Да не покинет нас в этой новой ситуации Госпожа Удача.
«Прежде здесь проходил караван…»
Не знаю, что околдовало меня тогда в строчке Хасана Туфана. Может, ледяной озноб, через который душа поэта прошла в лагере прежде, чем по Оттепели вернуться к жизни. И вынести этот полыхающий жар пустыни, этот холод, через который идет караван истории и замирает в забвении. Пронзили меня мощь и бесстрашие стиха, в котором стынет жар и горит лед. С мирным пейзажем Казани туфановский стих вроде бы не соотносился: «караван из Багдада» ступал по облаку. В страшном сне не привиделось бы в ту пору все, с чем суждено было ассоциироваться Багдаду полвека спустя. Но что-то таинственно роднило в туфановских строках запредельный пылающий Багдад и оттаивающую Казань.
Оттаивающую – потому что дело происходило в пору ранней осторожной Оттепели; я служил тогда в «Литературной газете», в ее непременном отделе братских республик; по младости мне «республики» доверить боялись и держали на «автономиях», среди которых самой влиятельной была Татария, татарская литература. Но и ее мне не решались отдать под единоличную ответственность: отчеты со съездов и форумов казанских литераторов я писал не один, а вместе с собкором Булатом Гизатулиным; работали мы душа в душу (кажется, впоследствии, уйдя из газеты, он стал министром культуры республики).
Сквозь выверенные узоры социалистического реализма едва улавливались отсветы легенд: падение казанской царицы с башни… подкоп немецких инженеров-«розмыслов» под стены… взрыв, штурм города…Кое-как уравнивались «эти и те» легенды; копия «суюмбекиной башни», возведенная в Москве, украсила в свой час Казанский вокзал, породнив два города железной дорожной связью. И еще была саднящая параллель: взятие Казани – взятие Рязани (тремя веками раньше), сроднившее прыжок татарской царицы с башни (на самом деле этого не было, но легендой стало) с прыжком русской княгини со стены обреченного города (было и стало легендой). Две женские беды сплетались в одну.
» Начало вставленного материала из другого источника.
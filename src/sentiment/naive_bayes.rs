//! Naive Bayes classifier over boolean feature sets.
//!
//! Probabilities use expected likelihood estimation (add 0.5 smoothing):
//!
//! ```text
//! P(value | label) = (count(label, feature, value) + 0.5) / (N(label) + 0.5 * bins(feature))
//! ```
//!
//! where `bins` is the number of distinct values observed for the feature.
//! A feature that a training instance does not mention takes the implicit
//! value `None`. At classification time only the features present in the
//! instance are scored, and feature names never seen in training are
//! ignored.

use std::fmt;

use ahash::AHashMap;
use serde::Serialize;

use super::features::FeatureSet;
use crate::error::{Result, SaplingError};

/// Value slots: implicit `None`, `false`, `true`.
const SLOTS: usize = 3;

fn slot(value: Option<bool>) -> usize {
    match value {
        None => 0,
        Some(false) => 1,
        Some(true) => 2,
    }
}

fn slot_value(slot: usize) -> Option<bool> {
    match slot {
        1 => Some(false),
        2 => Some(true),
        _ => None,
    }
}

fn value_repr(value: Option<bool>) -> &'static str {
    match value {
        None => "None",
        Some(false) => "False",
        Some(true) => "True",
    }
}

#[derive(Clone, Debug)]
struct FeatureCounts {
    /// `per_label[label][slot]`
    per_label: Vec<[usize; SLOTS]>,
    /// Number of distinct values seen across all labels.
    bins: usize,
}

/// A feature ranked by how strongly it separates two labels.
#[derive(Clone, Debug, PartialEq, Serialize)]
pub struct InformativeFeature {
    pub name: String,
    pub value: Option<bool>,
    /// Label under which the value is most likely.
    pub numerator: String,
    /// Label under which the value is least likely.
    pub denominator: String,
    /// `P(value | numerator) / P(value | denominator)`.
    pub ratio: f64,
}

impl fmt::Display for InformativeFeature {
    fn fmt(&self, f: &mut fmt::Formatter<'_>) -> fmt::Result {
        let numerator: String = self.numerator.chars().take(6).collect();
        let denominator: String = self.denominator.chars().take(6).collect();
        write!(
            f,
            "{:>24} = {:<14} {:>6} : {:<6} = {:8.1} : 1.0",
            self.name,
            value_repr(self.value),
            numerator,
            denominator,
            self.ratio
        )
    }
}

/// Trained naive Bayes model.
#[derive(Clone, Debug)]
pub struct NaiveBayesClassifier {
    /// Labels in first-seen order.
    labels: Vec<String>,
    label_counts: Vec<usize>,
    features: AHashMap<String, FeatureCounts>,
}

impl NaiveBayesClassifier {
    /// Train on labelled feature sets.
    pub fn train(labeled: &[(FeatureSet, String)]) -> Result<Self> {
        if labeled.is_empty() {
            return Err(SaplingError::model(
                "cannot train a naive Bayes classifier on an empty set",
            ));
        }

        let mut labels: Vec<String> = Vec::new();
        let mut label_index: AHashMap<&str, usize> = AHashMap::new();
        for (_, label) in labeled {
            if !label_index.contains_key(label.as_str()) {
                label_index.insert(label.as_str(), labels.len());
                labels.push(label.clone());
            }
        }

        let mut label_counts = vec![0usize; labels.len()];
        let mut features: AHashMap<String, FeatureCounts> = AHashMap::new();
        for (featureset, label) in labeled {
            let l = label_index[label.as_str()];
            label_counts[l] += 1;
            for (name, &value) in featureset {
                let counts = features
                    .entry(name.clone())
                    .or_insert_with(|| FeatureCounts {
                        per_label: vec![[0; SLOTS]; labels.len()],
                        bins: 0,
                    });
                counts.per_label[l][slot(Some(value))] += 1;
            }
        }

        for counts in features.values_mut() {
            for (l, slots) in counts.per_label.iter_mut().enumerate() {
                let seen: usize = slots.iter().sum();
                slots[slot(None)] += label_counts[l] - seen;
            }
            counts.bins = (0..SLOTS)
                .filter(|&s| counts.per_label.iter().any(|slots| slots[s] > 0))
                .count();
        }

        log::info!(
            "Trained naive Bayes on {} instances: {} labels, {} features",
            labeled.len(),
            labels.len(),
            features.len()
        );

        Ok(NaiveBayesClassifier {
            labels,
            label_counts,
            features,
        })
    }

    /// Labels in first-seen order.
    pub fn labels(&self) -> &[String] {
        &self.labels
    }

    /// Number of distinct feature names seen in training.
    pub fn feature_count(&self) -> usize {
        self.features.len()
    }

    fn label_prob(&self, l: usize) -> f64 {
        let total: usize = self.label_counts.iter().sum();
        (self.label_counts[l] as f64 + 0.5) / (total as f64 + 0.5 * self.labels.len() as f64)
    }

    fn value_prob(&self, counts: &FeatureCounts, l: usize, slot: usize) -> f64 {
        (counts.per_label[l][slot] as f64 + 0.5)
            / (self.label_counts[l] as f64 + 0.5 * counts.bins as f64)
    }

    /// Normalised probability of every label, in label order.
    pub fn prob_classify(&self, featureset: &FeatureSet) -> Vec<(String, f64)> {
        let mut logprob: Vec<f64> = (0..self.labels.len())
            .map(|l| self.label_prob(l).ln())
            .collect();

        for (name, &value) in featureset {
            let Some(counts) = self.features.get(name) else {
                continue;
            };
            for (l, lp) in logprob.iter_mut().enumerate() {
                *lp += self.value_prob(counts, l, slot(Some(value))).ln();
            }
        }

        let max = logprob.iter().copied().fold(f64::NEG_INFINITY, f64::max);
        let weights: Vec<f64> = logprob.iter().map(|lp| (lp - max).exp()).collect();
        let sum: f64 = weights.iter().sum();

        self.labels
            .iter()
            .cloned()
            .zip(weights.into_iter().map(|w| w / sum))
            .collect()
    }

    /// Most probable label. Ties go to the label seen first in training.
    pub fn classify(&self, featureset: &FeatureSet) -> &str {
        let probs = self.prob_classify(featureset);
        let mut best = 0;
        for (l, (_, p)) in probs.iter().enumerate() {
            if *p > probs[best].1 {
                best = l;
            }
        }
        &self.labels[best]
    }

    /// The `n` feature/value pairs with the lowest ratio between their
    /// smallest and largest per-label probability. Ties are ordered by
    /// feature name, then by value.
    pub fn most_informative_features(&self, n: usize) -> Vec<(String, Option<bool>)> {
        let mut ranked: Vec<(f64, &str, Option<bool>)> = Vec::new();

        for (name, counts) in &self.features {
            for s in 0..SLOTS {
                let mut min = 1.0f64;
                let mut max = 0.0f64;
                let mut observed = false;
                for l in 0..self.labels.len() {
                    if counts.per_label[l][s] == 0 {
                        continue;
                    }
                    let p = self.value_prob(counts, l, s);
                    min = min.min(p);
                    max = max.max(p);
                    observed = true;
                }
                if observed {
                    ranked.push((min / max, name.as_str(), slot_value(s)));
                }
            }
        }

        ranked.sort_by(|a, b| {
            a.0.total_cmp(&b.0)
                .then_with(|| a.1.cmp(b.1))
                .then_with(|| value_repr(a.2).to_lowercase().cmp(&value_repr(b.2).to_lowercase()))
        });

        ranked
            .into_iter()
            .take(n)
            .map(|(_, name, value)| (name.to_string(), value))
            .collect()
    }

    /// Rows for the top `n` informative features. Features whose value was
    /// observed under a single label are skipped, so fewer than `n` rows may
    /// be returned.
    pub fn informative_features(&self, n: usize) -> Vec<InformativeFeature> {
        let mut rows = Vec::new();

        for (name, value) in self.most_informative_features(n) {
            let Some(counts) = self.features.get(&name) else {
                continue;
            };
            let s = slot(value);
            let mut observed: Vec<(usize, f64)> = (0..self.labels.len())
                .filter(|&l| counts.per_label[l][s] > 0)
                .map(|l| (l, self.value_prob(counts, l, s)))
                .collect();
            if observed.len() < 2 {
                continue;
            }
            observed.sort_by(|a, b| {
                a.1.total_cmp(&b.1)
                    .then_with(|| self.labels[b.0].cmp(&self.labels[a.0]))
            });

            let (low, low_p) = observed[0];
            let (high, high_p) = observed[observed.len() - 1];
            rows.push(InformativeFeature {
                name,
                value,
                numerator: self.labels[high].clone(),
                denominator: self.labels[low].clone(),
                ratio: high_p / low_p,
            });
        }

        rows
    }

    /// Printable table of [`informative_features`](Self::informative_features).
    pub fn show_most_informative_features(&self, n: usize) -> String {
        let mut out = String::from("Most Informative Features");
        for row in self.informative_features(n) {
            out.push('\n');
            out.push_str(&row.to_string());
        }
        out
    }
}

/// Fraction of `test_set` classified correctly, `None` for an empty set.
pub fn accuracy(classifier: &NaiveBayesClassifier, test_set: &[(FeatureSet, String)]) -> Option<f64> {
    if test_set.is_empty() {
        return None;
    }
    let correct = test_set
        .iter()
        .filter(|(features, label)| classifier.classify(features) == label.as_str())
        .count();
    Some(correct as f64 / test_set.len() as f64)
}

#[cfg(test)]
mod tests {
    use super::*;
    use crate::sentiment::features::document_features;

    fn training_set() -> Vec<(FeatureSet, String)> {
        vec![
            (document_features(&["a"]), "pos".to_string()),
            (document_features(&["a", "b"]), "pos".to_string()),
            (document_features(&["b"]), "neg".to_string()),
        ]
    }

    #[test]
    fn test_train_and_classify() {
        let classifier = NaiveBayesClassifier::train(&training_set()).unwrap();

        assert_eq!(classifier.labels(), &["pos".to_string(), "neg".to_string()]);
        assert_eq!(classifier.feature_count(), 2);
        assert_eq!(classifier.classify(&document_features(&["a"])), "pos");

        let probs = classifier.prob_classify(&document_features(&["a"]));
        // pos: 0.625 * 2.5/3, neg: 0.375 * 0.5/2
        let expected = (0.625 * 2.5 / 3.0) / (0.625 * 2.5 / 3.0 + 0.375 * 0.25);
        assert!((probs[0].1 - expected).abs() < 1e-9);
        assert!((probs[0].1 + probs[1].1 - 1.0).abs() < 1e-9);
    }

    #[test]
    fn test_unseen_features_are_ignored() {
        let classifier = NaiveBayesClassifier::train(&training_set()).unwrap();
        let with_unknown = classifier.prob_classify(&document_features(&["b", "zzz"]));
        let without = classifier.prob_classify(&document_features(&["b"]));
        assert!((with_unknown[0].1 - without[0].1).abs() < 1e-12);
    }

    #[test]
    fn test_most_informative_features() {
        let classifier = NaiveBayesClassifier::train(&training_set()).unwrap();

        let top = classifier.most_informative_features(2);
        assert_eq!(top[0], ("b".to_string(), Some(true)));
        assert_eq!(top[1], ("a".to_string(), None));

        let rows = classifier.informative_features(4);
        assert_eq!(rows.len(), 1);
        assert_eq!(rows[0].numerator, "neg");
        assert_eq!(rows[0].denominator, "pos");
        assert!((rows[0].ratio - 1.5).abs() < 1e-9);

        let line = rows[0].to_string();
        assert!(line.trim_start().starts_with("b = True"));
        assert!(line.contains("neg : pos"));
        assert!(line.ends_with("1.5 : 1.0"));
    }

    #[test]
    fn test_show_header() {
        let classifier = NaiveBayesClassifier::train(&training_set()).unwrap();
        let table = classifier.show_most_informative_features(4);
        assert!(table.starts_with("Most Informative Features\n"));
        assert_eq!(table.lines().count(), 2);
    }

    #[test]
    fn test_accuracy() {
        let classifier = NaiveBayesClassifier::train(&training_set()).unwrap();
        let test_set = vec![
            (document_features(&["a"]), "pos".to_string()),
            (document_features(&["a"]), "neg".to_string()),
        ];
        assert_eq!(accuracy(&classifier, &test_set), Some(0.5));
        assert_eq!(accuracy(&classifier, &[]), None);
    }

    #[test]
    fn test_empty_training_set() {
        assert!(NaiveBayesClassifier::train(&[]).is_err());
    }
}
В общем, ехал я в Казань через полвека после давних «литгазетовских» набегов со смешанным чувством радости и тревоги: что там теперь? «Что там» – я немного знал и из печати, и из телерепортажей, когда праздновалось тысячелетие города, и президенты жали друг другу руки, а на заднем плане сверкающими иглами пронзали казанское небо минареты новой мечети, – каковую картинку в 1958 году я не мог бы себе представить иначе, как вкупе с миражным видением багдадского каравана, волею великого поэта оказавшегося «здесь».